Oh OP, you really sound like you have your plate full!

Re the ironing - you said the clothes really need it. Do you have a tumble dryer? If you do - if the clothes are folded the minute they are taken out of the dryer you won't need to iron very much at all (maybe work shirts - that's all we do).

I have 2 DCs and work full time and also exhausted the last few months - but have cut out the crap from my diet, earlier nights, no alcohol and a few runs a week and starting to feel better.

I hope you feel better soon - I was one of four and always am in awe of my mum and how she managed (but do remember her being in bed by 9:30 most nights!!)

jeanne16 · 19/04/2015 07:02

It may be worth seeing your GP and discussing going on anti depressants for a while. I have found them very helpful during a few episodes in my life. They can take the edge off very low feelings and enable you to see the bright side again.

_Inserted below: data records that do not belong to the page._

//! Configuration loader with inheritance support.
//!
//! Loads configuration from multiple sources and merges them:
//! 1. Global config: `~/.metamirror/config.toml`
//! 2. Local config: `.metamirror/config.toml` (in the working directory)
//! 3. CLI overrides
//!
//! Later sources override earlier ones.

use crate::error::ConfigError;
use crate::{
    ConfigOverrides, LoggingConfig, MirrorConfig, PersistenceConfig, PoolConfig,
    DEFAULT_BLOCK_TIMEOUT_MS, DEFAULT_MAX_ACTIVE, DEFAULT_SINK_PATH,
};
use std::path::{Path, PathBuf};
use tracing::{debug, trace};

const CONFIG_FILE_NAME: &str = "config.toml";

/// Global configuration directory name (under the home directory).
const GLOBAL_CONFIG_DIR: &str = ".metamirror";

/// Local configuration directory name.
const LOCAL_CONFIG_DIR: &str = ".metamirror";

/// Configuration loader with caching and inheritance support.
#[derive(Debug, Clone)]
pub struct ConfigLoader {
    /// Global config directory (e.g., `~/.metamirror`)
    global_config_dir: Option<PathBuf>,

    /// Cached global config
    global_config: Option<MirrorConfig>,
}

impl Default for ConfigLoader {
    fn default() -> Self {
        Self::new()
    }
}

impl ConfigLoader {
    /// Create a new configuration loader.
    ///
    /// Automatically detects the global config directory (`~/.metamirror`).
    pub fn new() -> Self {
        let global_config_dir = dirs::home_dir().map(|h| h.join(GLOBAL_CONFIG_DIR));

        Self {
            global_config_dir,
            global_config: None,
        }
    }

    /// Create a loader with a custom global config directory.
    pub fn with_global_dir(global_dir: impl Into<PathBuf>) -> Self {
        Self {
            global_config_dir: Some(global_dir.into()),
            global_config: None,
        }
    }

    pub fn global_config_path(&self) -> Option<PathBuf> {
        self.global_config_dir
            .as_ref()
            .map(|d| d.join(CONFIG_FILE_NAME))
    }

    pub fn local_config_path(&self, root: &Path) -> PathBuf {
        root.join(LOCAL_CONFIG_DIR).join(CONFIG_FILE_NAME)
    }

    /// Load configuration for a working directory with optional CLI overrides.
    ///
    /// Merges config in order: global → local → overrides.
    pub fn load(
        &mut self,
        root: &Path,
        overrides: Option<&ConfigOverrides>,
    ) -> Result<MirrorConfig, ConfigError> {
        let mut config = MirrorConfig::default();

        if let Some(global_config) = self.load_global()? {
            config = merge_configs(config, global_config);
        }

        if let Some(local_config) = self.load_local(root)? {
            config = merge_configs(config, local_config);
        }

        if let Some(ovr) = overrides {
            config.apply_overrides(ovr);
        }

        config.validate()?;
        Ok(config)
    }

    /// Load a single explicit config file over the defaults.
    ///
    /// Global and local files are ignored.
    pub fn load_file(
        &self,
        path: &Path,
        overrides: Option<&ConfigOverrides>,
    ) -> Result<MirrorConfig, ConfigError> {
        debug!("Loading config from {:?}", path);
        let mut config = merge_configs(MirrorConfig::default(), load_config_file(path)?);
        if let Some(ovr) = overrides {
            config.apply_overrides(ovr);
        }
        config.validate()?;
        Ok(config)
    }

    /// Load only the global configuration.
    pub fn load_global(&mut self) -> Result<Option<MirrorConfig>, ConfigError> {
        if let Some(ref config) = self.global_config {
            return Ok(Some(config.clone()));
        }

        let Some(global_path) = self.global_config_path() else {
            debug!("No home directory found, skipping global config");
            return Ok(None);
        };

        if !global_path.exists() {
            trace!("Global config not found at {:?}", global_path);
            return Ok(None);
        }

        debug!("Loading global config from {:?}", global_path);
        let config = load_config_file(&global_path)?;
        self.global_config = Some(config.clone());

        Ok(Some(config))
    }

    /// Load only the local configuration.
    pub fn load_local(&self, root: &Path) -> Result<Option<MirrorConfig>, ConfigError> {
        let local_path = self.local_config_path(root);

        if !local_path.exists() {
            trace!("Local config not found at {:?}", local_path);
            return Ok(None);
        }

        debug!("Loading local config from {:?}", local_path);
        load_config_file(&local_path).map(Some)
    }

    pub fn save_global(&self, config: &MirrorConfig) -> Result<(), ConfigError> {
        let Some(ref global_dir) = self.global_config_dir else {
            return Err(ConfigError::NoHomeDir);
        };

        save_config_file(&global_dir.join(CONFIG_FILE_NAME), config)
    }

    pub fn save_local(&self, root: &Path, config: &MirrorConfig) -> Result<(), ConfigError> {
        save_config_file(&self.local_config_path(root), config)
    }

    /// Create `~/.metamirror/config.toml` with defaults if it is missing.
    pub fn init_global(&self) -> Result<PathBuf, ConfigError> {
        let Some(ref global_dir) = self.global_config_dir else {
            return Err(ConfigError::NoHomeDir);
        };
        init_config_dir(global_dir)
    }

    /// Create `.metamirror/config.toml` with defaults if it is missing.
    pub fn init_local(&self, root: &Path) -> Result<PathBuf, ConfigError> {
        init_config_dir(&root.join(LOCAL_CONFIG_DIR))
    }
}

fn init_config_dir(dir: &Path) -> Result<PathBuf, ConfigError> {
    if !dir.exists() {
        std::fs::create_dir_all(dir).map_err(|e| ConfigError::create_dir(dir, e))?;
    }

    let config_path = dir.join(CONFIG_FILE_NAME);
    if !config_path.exists() {
        save_config_file(&config_path, &MirrorConfig::default())?;
    }

    Ok(config_path)
}

fn load_config_file(path: &Path) -> Result<MirrorConfig, ConfigError> {
    let content = std::fs::read_to_string(path).map_err(|e| ConfigError::read_file(path, e))?;

    toml::from_str(&content).map_err(|e| ConfigError::parse_toml(path, e))
}

fn save_config_file(path: &Path, config: &MirrorConfig) -> Result<(), ConfigError> {
    if let Some(parent) = path.parent() {
        if !parent.exists() {
            std::fs::create_dir_all(parent).map_err(|e| ConfigError::create_dir(parent, e))?;
        }
    }

    let content = toml::to_string_pretty(config)?;
    std::fs::write(path, content).map_err(|e| ConfigError::write_file(path, e))
}

/// Merge two configurations, with `overlay` taking precedence.
///
/// Fields left at their default in `overlay` keep the `base` value, so
/// partial files only change what they mention.
fn merge_configs(base: MirrorConfig, overlay: MirrorConfig) -> MirrorConfig {
    MirrorConfig {
        pool: merge_pool(base.pool, overlay.pool),
        persistence: merge_persistence(base.persistence, overlay.persistence),
        logging: merge_logging(base.logging, overlay.logging),
        data_sources: {
            let mut sources = base.data_sources;
            sources.extend(overlay.data_sources);
            sources
        },
    }
}

fn merge_pool(base: PoolConfig, overlay: PoolConfig) -> PoolConfig {
    PoolConfig {
        max_active: if overlay.max_active != DEFAULT_MAX_ACTIVE {
            overlay.max_active
        } else {
            base.max_active
        },
        exhaustion: if overlay.exhaustion != crate::ExhaustionMode::Fail {
            overlay.exhaustion
        } else {
            base.exhaustion
        },
        block_timeout_ms: if overlay.block_timeout_ms != DEFAULT_BLOCK_TIMEOUT_MS {
            overlay.block_timeout_ms
        } else {
            base.block_timeout_ms
        },
    }
}

fn merge_persistence(base: PersistenceConfig, overlay: PersistenceConfig) -> PersistenceConfig {
    PersistenceConfig {
        sink_path: if overlay.sink_path != Path::new(DEFAULT_SINK_PATH) {
            overlay.sink_path
        } else {
            base.sink_path
        },
    }
}

fn merge_logging(base: LoggingConfig, overlay: LoggingConfig) -> LoggingConfig {
    LoggingConfig {
        level: if overlay.level != "info" {
            overlay.level
        } else {
            base.level
        },
        format: if overlay.format != crate::LogFormat::Text {
            overlay.format
        } else {
            base.format
        },
    }
}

NorksWar · 19/04/2015 07:50

I only have 1 child but he doesn't sleep much and I work tiring shifts (and hate housework).

What works for me is putting on some music I like as I do mundane things - it really lifts my mood.

Also planning ahead and keeping my diary in order. I look online at local things happening such as fêtes or free farm days for us to go to as a family. It spurs me on to get all the housework etc done to keep that day free, and means we have something to look forward to and enjoy together.

TwartFaceBeetj · 19/04/2015 08:36

OPFlowers
I agree try and ditch the ironing and pop to the gp just to check their is nothing underlying

walking a dog is very good for depression, even if it sometimes it feels like another massive chore, nine times out of ten once out it can reinvigorate you.

Set a cut off time on weekends for crappy jobs, don't do any sorting of underwear after 10.30 sort of thing. If there is clean underwear clothes in the house, it's not the end of the world if for a day or two you take them of a pile rather then out of drawers. So if dh is occupying the dcs, go have a cup of tea/watch tv / read a book
Or all go out together for a walk /drive / picnic, that's got to help you feel more alive then sat in on a Saturday afternoon sorting clothes.

neepsandtatties · 19/04/2015 08:38

The only thing that gets ironed in this house is DH's work shirts (which he does). Yes, un-ironed clothes look crumpled when you put them in the drawer, and for the first 5 mins of putting them on, but as soon as your body heat and moisture gets to work, the creases drop out.

Anything that really needs pressing (such as silk mix tops) just get hung in the residual steam of the shower cubicle for 5 mins and put straight on.

STOP BLOODY IRONING!!!!!!

TheWordFactory · 19/04/2015 08:38

I am a list maker by nature OP.

Not only to help me achieve things, but also to work out what it is I want.

Could you write down the things you hate about your current existence, the things that really do your nut in.

Then list the things you enjoy. Or things you used to enjoy. Or things you think you might enjoy.

Put them up here if you likeSmile.

Then work through them, asking why you feel that way. What could change, be adopted, rejected etc.

People here will have good suggestions. Sending out a bag of ironing is a good start!